▶ **EXERCISE DETAILS**
Lines holding the string "extractors" are the ones to copy; find them all in the data.

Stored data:
-- Opening Marker --
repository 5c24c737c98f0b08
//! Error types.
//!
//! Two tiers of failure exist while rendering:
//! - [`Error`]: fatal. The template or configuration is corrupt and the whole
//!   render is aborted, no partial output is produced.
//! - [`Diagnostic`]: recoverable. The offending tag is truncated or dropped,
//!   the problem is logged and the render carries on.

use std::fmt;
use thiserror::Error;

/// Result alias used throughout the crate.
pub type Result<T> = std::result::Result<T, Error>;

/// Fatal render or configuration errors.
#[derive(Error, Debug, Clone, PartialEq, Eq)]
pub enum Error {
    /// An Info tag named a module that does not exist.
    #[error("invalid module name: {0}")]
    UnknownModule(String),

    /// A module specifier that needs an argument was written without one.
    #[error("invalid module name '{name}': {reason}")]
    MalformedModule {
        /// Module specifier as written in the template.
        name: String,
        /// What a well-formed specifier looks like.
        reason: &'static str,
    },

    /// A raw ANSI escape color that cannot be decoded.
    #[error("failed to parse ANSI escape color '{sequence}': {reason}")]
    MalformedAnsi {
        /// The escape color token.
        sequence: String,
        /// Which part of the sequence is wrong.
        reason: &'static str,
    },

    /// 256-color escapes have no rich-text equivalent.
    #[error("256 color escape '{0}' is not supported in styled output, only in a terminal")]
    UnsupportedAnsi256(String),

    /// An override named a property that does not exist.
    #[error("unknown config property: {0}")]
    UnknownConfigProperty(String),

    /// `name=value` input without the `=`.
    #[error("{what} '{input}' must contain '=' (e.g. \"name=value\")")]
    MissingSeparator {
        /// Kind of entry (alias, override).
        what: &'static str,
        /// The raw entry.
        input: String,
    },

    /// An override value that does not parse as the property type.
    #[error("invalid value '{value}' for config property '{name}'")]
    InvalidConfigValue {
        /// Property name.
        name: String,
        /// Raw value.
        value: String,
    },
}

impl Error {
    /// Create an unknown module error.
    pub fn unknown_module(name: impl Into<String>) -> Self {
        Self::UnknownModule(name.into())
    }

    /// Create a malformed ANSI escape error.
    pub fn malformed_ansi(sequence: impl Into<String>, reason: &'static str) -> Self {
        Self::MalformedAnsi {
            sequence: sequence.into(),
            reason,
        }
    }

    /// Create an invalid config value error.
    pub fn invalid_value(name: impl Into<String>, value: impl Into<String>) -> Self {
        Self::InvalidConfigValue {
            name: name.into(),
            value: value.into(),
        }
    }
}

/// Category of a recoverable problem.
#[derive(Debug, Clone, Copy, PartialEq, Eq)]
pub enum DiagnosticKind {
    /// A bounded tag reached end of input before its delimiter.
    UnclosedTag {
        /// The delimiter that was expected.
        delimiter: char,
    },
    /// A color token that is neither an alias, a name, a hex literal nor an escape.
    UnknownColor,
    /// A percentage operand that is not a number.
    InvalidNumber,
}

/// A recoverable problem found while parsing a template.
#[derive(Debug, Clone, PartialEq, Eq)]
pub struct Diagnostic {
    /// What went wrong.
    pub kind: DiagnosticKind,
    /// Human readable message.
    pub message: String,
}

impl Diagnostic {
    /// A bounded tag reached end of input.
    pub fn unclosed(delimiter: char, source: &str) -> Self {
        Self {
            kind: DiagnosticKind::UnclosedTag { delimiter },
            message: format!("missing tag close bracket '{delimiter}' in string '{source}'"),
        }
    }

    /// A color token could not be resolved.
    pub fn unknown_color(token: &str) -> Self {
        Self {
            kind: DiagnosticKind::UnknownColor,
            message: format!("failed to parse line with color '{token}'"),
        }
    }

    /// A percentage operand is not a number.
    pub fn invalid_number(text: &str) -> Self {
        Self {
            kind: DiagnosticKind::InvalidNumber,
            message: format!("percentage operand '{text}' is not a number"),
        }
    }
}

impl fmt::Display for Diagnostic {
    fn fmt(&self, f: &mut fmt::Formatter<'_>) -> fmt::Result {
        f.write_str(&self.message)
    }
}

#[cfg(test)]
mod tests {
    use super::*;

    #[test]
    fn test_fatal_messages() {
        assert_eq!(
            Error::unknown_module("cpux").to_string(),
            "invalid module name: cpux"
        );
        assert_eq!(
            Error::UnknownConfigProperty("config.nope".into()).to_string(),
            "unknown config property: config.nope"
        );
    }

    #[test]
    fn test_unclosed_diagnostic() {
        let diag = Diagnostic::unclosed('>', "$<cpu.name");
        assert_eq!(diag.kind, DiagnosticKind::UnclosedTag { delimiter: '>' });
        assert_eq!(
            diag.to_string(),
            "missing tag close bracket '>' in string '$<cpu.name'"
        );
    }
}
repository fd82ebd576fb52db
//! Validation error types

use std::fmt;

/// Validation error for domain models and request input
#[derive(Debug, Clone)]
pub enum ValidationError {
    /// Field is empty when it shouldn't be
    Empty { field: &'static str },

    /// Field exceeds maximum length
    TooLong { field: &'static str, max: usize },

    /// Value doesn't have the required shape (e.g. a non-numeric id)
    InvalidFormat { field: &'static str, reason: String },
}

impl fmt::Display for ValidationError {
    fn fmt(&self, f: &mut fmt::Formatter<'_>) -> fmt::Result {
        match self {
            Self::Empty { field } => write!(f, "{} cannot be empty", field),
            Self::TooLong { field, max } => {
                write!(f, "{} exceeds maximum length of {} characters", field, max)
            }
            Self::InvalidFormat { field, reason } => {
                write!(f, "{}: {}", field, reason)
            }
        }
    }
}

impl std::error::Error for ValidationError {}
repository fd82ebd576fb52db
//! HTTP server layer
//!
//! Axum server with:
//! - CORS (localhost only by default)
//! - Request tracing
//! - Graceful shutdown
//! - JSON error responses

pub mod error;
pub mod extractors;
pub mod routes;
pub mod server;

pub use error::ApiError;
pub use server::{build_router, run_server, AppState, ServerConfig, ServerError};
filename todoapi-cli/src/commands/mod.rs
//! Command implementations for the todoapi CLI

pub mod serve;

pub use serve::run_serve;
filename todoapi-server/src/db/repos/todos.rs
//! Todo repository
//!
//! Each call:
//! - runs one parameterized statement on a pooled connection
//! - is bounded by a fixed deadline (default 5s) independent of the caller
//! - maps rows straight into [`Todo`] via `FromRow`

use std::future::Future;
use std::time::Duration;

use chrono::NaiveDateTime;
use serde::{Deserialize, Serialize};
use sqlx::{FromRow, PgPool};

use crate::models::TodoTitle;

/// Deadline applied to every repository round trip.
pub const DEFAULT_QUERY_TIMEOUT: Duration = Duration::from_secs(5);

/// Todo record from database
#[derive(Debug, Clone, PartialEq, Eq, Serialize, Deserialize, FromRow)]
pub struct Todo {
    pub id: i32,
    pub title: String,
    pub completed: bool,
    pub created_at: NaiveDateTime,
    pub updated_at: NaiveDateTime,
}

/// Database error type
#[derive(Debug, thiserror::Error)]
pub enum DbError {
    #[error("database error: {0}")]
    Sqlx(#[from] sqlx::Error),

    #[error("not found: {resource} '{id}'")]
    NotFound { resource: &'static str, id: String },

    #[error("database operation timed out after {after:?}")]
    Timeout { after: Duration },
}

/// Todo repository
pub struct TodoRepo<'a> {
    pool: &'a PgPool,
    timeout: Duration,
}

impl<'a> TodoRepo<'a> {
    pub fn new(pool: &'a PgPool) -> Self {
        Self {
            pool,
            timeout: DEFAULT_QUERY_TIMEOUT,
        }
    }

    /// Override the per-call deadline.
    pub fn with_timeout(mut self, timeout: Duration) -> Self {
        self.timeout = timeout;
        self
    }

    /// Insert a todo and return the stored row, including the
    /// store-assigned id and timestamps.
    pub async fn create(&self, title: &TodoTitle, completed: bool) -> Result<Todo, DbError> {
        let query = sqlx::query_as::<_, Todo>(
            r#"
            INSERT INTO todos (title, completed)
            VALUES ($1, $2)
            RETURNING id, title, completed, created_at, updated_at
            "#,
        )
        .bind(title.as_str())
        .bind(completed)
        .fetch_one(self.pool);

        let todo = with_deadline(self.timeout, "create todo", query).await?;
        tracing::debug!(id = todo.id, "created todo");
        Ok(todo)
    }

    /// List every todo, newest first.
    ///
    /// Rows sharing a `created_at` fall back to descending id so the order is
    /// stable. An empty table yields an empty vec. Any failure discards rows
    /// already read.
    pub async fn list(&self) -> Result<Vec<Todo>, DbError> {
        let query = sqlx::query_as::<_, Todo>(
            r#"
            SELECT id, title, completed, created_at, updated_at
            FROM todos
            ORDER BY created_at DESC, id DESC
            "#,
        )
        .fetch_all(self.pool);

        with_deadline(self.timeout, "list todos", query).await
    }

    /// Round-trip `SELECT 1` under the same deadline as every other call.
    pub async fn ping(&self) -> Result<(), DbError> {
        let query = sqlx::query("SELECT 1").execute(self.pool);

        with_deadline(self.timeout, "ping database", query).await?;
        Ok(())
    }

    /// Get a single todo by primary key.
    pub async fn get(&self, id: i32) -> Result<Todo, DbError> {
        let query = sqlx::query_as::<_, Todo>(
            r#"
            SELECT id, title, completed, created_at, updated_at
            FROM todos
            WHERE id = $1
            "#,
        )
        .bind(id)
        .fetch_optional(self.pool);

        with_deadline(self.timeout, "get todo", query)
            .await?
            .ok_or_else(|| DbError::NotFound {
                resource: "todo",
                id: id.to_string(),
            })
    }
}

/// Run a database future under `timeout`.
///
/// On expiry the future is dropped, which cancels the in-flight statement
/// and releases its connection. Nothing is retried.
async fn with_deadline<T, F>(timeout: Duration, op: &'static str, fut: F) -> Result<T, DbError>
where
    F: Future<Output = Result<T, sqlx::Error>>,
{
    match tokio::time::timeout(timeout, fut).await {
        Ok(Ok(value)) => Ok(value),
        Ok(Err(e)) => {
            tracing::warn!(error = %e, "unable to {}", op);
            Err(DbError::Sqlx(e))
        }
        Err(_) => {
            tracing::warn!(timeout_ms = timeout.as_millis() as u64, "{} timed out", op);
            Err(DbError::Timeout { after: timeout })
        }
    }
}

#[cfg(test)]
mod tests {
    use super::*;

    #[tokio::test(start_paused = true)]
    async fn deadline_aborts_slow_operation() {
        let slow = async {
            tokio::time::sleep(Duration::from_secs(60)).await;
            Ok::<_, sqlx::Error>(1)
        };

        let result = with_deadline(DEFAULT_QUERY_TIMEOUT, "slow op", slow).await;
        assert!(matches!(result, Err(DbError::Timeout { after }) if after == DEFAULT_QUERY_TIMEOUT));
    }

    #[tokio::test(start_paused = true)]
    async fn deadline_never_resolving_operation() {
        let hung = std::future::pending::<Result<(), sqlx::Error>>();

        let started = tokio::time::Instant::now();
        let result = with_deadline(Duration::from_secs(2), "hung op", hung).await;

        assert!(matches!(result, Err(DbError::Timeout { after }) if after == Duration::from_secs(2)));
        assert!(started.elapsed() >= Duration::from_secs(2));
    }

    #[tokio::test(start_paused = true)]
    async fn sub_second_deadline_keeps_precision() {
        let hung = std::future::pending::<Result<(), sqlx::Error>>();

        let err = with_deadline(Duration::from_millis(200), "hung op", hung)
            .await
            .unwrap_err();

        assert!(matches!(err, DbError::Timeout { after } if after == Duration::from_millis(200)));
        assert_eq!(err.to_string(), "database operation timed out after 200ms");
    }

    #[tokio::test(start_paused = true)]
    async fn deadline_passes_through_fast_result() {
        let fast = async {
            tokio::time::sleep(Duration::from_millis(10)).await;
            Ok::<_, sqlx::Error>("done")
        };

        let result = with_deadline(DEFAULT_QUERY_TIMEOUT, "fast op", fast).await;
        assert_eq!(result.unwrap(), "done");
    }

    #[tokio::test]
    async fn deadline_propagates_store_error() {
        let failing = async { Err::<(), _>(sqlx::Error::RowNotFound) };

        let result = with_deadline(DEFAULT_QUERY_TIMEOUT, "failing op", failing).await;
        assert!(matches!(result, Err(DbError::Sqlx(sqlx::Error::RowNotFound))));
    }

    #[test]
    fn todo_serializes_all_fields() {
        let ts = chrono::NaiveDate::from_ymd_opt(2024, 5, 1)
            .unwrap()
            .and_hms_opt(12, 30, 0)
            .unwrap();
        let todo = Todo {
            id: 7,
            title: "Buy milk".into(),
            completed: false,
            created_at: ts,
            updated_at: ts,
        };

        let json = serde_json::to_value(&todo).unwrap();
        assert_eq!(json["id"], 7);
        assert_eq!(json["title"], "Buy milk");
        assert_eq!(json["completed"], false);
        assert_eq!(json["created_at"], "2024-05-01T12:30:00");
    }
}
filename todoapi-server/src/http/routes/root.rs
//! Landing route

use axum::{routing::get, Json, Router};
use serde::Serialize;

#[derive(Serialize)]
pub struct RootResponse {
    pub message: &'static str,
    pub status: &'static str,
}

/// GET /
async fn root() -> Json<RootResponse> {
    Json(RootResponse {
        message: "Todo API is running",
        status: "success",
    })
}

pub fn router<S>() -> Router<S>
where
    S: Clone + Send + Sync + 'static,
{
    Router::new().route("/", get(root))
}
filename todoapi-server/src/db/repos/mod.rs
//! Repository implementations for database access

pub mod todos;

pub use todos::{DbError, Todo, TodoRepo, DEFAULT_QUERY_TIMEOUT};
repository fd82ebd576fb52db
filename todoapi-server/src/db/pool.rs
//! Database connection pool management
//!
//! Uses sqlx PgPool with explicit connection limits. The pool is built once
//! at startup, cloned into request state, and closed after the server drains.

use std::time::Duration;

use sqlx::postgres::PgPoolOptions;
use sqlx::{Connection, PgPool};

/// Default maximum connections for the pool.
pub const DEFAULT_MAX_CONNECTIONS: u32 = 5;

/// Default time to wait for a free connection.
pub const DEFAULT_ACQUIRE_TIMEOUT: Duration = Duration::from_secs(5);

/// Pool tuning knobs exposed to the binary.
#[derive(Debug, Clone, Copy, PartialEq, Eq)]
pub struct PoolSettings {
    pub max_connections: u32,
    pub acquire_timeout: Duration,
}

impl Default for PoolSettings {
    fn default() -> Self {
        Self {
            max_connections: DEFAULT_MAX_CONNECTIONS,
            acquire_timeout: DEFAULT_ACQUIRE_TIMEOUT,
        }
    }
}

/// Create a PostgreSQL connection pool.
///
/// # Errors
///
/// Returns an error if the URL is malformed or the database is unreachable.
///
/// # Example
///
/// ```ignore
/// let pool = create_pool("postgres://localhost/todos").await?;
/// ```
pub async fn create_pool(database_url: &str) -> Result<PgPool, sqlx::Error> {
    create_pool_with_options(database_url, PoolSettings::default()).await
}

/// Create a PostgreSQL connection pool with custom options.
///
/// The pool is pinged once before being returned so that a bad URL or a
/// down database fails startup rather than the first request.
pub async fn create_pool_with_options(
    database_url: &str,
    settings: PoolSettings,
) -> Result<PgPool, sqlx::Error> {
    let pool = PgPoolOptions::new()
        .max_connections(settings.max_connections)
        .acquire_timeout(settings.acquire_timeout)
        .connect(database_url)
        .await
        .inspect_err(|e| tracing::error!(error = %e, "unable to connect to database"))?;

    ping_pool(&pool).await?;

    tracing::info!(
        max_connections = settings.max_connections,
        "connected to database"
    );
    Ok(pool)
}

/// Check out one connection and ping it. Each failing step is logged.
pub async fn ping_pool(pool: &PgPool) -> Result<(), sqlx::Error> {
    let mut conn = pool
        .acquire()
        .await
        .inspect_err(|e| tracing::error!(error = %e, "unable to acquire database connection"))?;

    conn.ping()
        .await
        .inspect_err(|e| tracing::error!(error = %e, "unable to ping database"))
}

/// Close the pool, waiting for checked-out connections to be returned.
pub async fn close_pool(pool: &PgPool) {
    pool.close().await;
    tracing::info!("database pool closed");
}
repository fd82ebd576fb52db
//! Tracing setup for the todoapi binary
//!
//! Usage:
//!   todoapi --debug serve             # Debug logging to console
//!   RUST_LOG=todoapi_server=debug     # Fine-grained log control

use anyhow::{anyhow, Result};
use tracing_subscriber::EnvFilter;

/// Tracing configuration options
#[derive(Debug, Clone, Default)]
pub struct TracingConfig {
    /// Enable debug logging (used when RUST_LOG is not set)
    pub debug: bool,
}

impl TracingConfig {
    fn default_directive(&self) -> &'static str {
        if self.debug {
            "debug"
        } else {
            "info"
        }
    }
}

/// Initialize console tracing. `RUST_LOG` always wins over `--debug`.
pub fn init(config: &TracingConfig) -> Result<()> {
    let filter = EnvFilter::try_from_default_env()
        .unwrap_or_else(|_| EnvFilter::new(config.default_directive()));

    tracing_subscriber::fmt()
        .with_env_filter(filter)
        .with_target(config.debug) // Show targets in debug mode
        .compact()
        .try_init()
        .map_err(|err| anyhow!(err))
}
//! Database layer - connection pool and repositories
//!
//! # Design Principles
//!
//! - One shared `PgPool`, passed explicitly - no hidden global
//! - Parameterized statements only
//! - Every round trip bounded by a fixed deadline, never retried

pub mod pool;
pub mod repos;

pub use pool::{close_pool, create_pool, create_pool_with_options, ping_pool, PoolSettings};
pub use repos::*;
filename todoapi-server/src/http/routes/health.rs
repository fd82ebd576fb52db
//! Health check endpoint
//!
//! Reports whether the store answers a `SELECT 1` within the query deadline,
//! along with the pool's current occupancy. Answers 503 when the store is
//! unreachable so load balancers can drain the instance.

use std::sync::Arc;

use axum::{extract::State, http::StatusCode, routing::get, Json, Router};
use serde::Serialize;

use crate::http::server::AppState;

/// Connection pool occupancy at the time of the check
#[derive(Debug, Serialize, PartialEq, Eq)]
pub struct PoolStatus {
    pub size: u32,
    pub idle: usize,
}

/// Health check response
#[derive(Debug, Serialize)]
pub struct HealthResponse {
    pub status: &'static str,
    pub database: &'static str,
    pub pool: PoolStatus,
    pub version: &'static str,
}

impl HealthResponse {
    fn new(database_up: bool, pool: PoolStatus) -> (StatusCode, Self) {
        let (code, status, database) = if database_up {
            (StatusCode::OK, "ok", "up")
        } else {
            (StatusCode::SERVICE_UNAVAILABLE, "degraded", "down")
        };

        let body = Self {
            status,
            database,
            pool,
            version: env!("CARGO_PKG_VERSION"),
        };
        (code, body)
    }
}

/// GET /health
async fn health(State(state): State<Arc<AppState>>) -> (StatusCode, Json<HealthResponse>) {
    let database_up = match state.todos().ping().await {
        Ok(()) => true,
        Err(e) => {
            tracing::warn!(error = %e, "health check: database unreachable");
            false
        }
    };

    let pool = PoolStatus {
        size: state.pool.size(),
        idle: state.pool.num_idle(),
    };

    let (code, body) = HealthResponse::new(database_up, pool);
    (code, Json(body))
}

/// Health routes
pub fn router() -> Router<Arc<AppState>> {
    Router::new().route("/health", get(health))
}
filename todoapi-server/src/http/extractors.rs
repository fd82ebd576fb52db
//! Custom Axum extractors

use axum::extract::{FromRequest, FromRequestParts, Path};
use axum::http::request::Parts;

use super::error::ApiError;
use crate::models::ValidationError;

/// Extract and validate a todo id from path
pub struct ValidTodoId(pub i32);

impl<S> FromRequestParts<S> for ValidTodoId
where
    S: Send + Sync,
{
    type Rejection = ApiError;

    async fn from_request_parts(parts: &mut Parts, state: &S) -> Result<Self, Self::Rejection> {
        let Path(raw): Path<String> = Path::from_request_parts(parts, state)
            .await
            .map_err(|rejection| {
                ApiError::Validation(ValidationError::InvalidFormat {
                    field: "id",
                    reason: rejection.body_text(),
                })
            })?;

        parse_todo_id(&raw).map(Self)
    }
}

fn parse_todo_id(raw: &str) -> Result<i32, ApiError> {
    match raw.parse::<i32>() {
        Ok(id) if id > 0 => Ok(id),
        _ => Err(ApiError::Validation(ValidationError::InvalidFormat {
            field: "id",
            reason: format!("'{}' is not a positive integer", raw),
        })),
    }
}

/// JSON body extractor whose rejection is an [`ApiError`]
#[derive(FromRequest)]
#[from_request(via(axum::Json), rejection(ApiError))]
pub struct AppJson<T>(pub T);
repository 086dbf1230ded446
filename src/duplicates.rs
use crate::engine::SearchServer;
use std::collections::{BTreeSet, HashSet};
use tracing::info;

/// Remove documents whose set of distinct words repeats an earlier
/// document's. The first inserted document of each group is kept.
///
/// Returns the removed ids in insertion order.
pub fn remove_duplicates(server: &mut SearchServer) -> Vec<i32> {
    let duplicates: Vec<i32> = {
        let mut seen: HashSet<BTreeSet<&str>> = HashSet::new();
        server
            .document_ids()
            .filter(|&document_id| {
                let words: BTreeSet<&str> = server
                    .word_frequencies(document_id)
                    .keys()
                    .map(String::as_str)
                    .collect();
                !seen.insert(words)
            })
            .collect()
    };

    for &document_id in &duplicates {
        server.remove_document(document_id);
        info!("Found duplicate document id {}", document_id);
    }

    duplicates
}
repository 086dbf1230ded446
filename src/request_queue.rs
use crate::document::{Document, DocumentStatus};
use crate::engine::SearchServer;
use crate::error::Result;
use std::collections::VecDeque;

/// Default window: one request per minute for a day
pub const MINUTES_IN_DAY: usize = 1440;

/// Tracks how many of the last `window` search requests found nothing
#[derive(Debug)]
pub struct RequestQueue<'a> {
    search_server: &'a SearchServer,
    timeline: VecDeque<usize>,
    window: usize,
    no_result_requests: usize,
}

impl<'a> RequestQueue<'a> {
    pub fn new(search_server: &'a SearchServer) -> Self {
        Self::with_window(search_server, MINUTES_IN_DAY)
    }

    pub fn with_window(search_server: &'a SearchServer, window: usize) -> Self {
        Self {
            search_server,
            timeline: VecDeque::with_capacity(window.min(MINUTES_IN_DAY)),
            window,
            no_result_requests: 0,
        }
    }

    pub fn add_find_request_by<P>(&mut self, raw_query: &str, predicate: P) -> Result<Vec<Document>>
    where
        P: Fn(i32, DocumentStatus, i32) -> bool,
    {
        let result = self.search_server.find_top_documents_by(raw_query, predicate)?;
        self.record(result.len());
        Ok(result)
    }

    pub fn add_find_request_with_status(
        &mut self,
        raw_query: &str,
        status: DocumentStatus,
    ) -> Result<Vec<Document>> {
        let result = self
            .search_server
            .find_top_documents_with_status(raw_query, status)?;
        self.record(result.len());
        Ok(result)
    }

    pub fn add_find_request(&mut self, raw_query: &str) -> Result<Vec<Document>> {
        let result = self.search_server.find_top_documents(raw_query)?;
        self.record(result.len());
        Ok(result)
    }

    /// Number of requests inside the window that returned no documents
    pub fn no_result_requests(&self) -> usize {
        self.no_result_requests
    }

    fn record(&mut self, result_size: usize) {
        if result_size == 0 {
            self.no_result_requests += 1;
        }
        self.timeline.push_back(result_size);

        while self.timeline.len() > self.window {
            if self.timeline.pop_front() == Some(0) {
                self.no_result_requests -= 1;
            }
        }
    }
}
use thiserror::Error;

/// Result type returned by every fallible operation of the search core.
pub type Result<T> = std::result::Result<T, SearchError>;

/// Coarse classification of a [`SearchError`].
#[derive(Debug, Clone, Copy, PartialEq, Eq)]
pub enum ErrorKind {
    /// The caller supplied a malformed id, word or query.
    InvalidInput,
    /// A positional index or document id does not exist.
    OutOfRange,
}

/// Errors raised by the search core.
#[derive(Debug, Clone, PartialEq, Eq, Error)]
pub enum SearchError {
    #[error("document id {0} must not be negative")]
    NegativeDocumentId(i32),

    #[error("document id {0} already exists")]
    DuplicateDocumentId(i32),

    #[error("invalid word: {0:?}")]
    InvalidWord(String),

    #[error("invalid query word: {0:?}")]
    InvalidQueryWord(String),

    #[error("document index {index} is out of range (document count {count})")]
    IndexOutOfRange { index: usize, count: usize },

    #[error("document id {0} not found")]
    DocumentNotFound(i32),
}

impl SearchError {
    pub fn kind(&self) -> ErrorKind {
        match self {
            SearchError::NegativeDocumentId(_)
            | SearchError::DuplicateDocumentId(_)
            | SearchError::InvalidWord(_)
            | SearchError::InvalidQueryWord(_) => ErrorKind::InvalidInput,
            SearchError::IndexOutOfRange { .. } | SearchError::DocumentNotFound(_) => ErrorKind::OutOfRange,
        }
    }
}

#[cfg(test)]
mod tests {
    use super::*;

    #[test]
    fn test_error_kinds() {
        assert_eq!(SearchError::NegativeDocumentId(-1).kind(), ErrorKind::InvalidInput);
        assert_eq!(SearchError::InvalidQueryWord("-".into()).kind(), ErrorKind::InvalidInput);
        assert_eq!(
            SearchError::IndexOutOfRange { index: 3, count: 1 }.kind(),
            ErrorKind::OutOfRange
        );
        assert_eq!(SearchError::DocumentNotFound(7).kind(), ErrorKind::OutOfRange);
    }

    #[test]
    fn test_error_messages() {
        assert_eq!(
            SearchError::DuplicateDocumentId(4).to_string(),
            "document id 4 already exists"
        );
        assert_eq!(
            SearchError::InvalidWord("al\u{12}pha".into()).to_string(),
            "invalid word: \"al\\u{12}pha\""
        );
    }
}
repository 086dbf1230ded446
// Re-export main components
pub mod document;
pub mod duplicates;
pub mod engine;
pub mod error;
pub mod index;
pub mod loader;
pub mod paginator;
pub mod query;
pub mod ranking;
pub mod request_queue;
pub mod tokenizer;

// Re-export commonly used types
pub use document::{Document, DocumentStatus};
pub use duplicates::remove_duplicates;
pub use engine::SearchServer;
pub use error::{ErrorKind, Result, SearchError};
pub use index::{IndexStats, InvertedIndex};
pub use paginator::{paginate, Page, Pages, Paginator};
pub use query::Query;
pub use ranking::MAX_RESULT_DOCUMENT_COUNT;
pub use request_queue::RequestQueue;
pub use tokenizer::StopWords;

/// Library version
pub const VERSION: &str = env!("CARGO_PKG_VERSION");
-- Closing Marker --
▶ **FINAL ANSWER**
pub mod extractors;
filename todoapi-server/src/http/extractors.rs
//! Custom Axum extractors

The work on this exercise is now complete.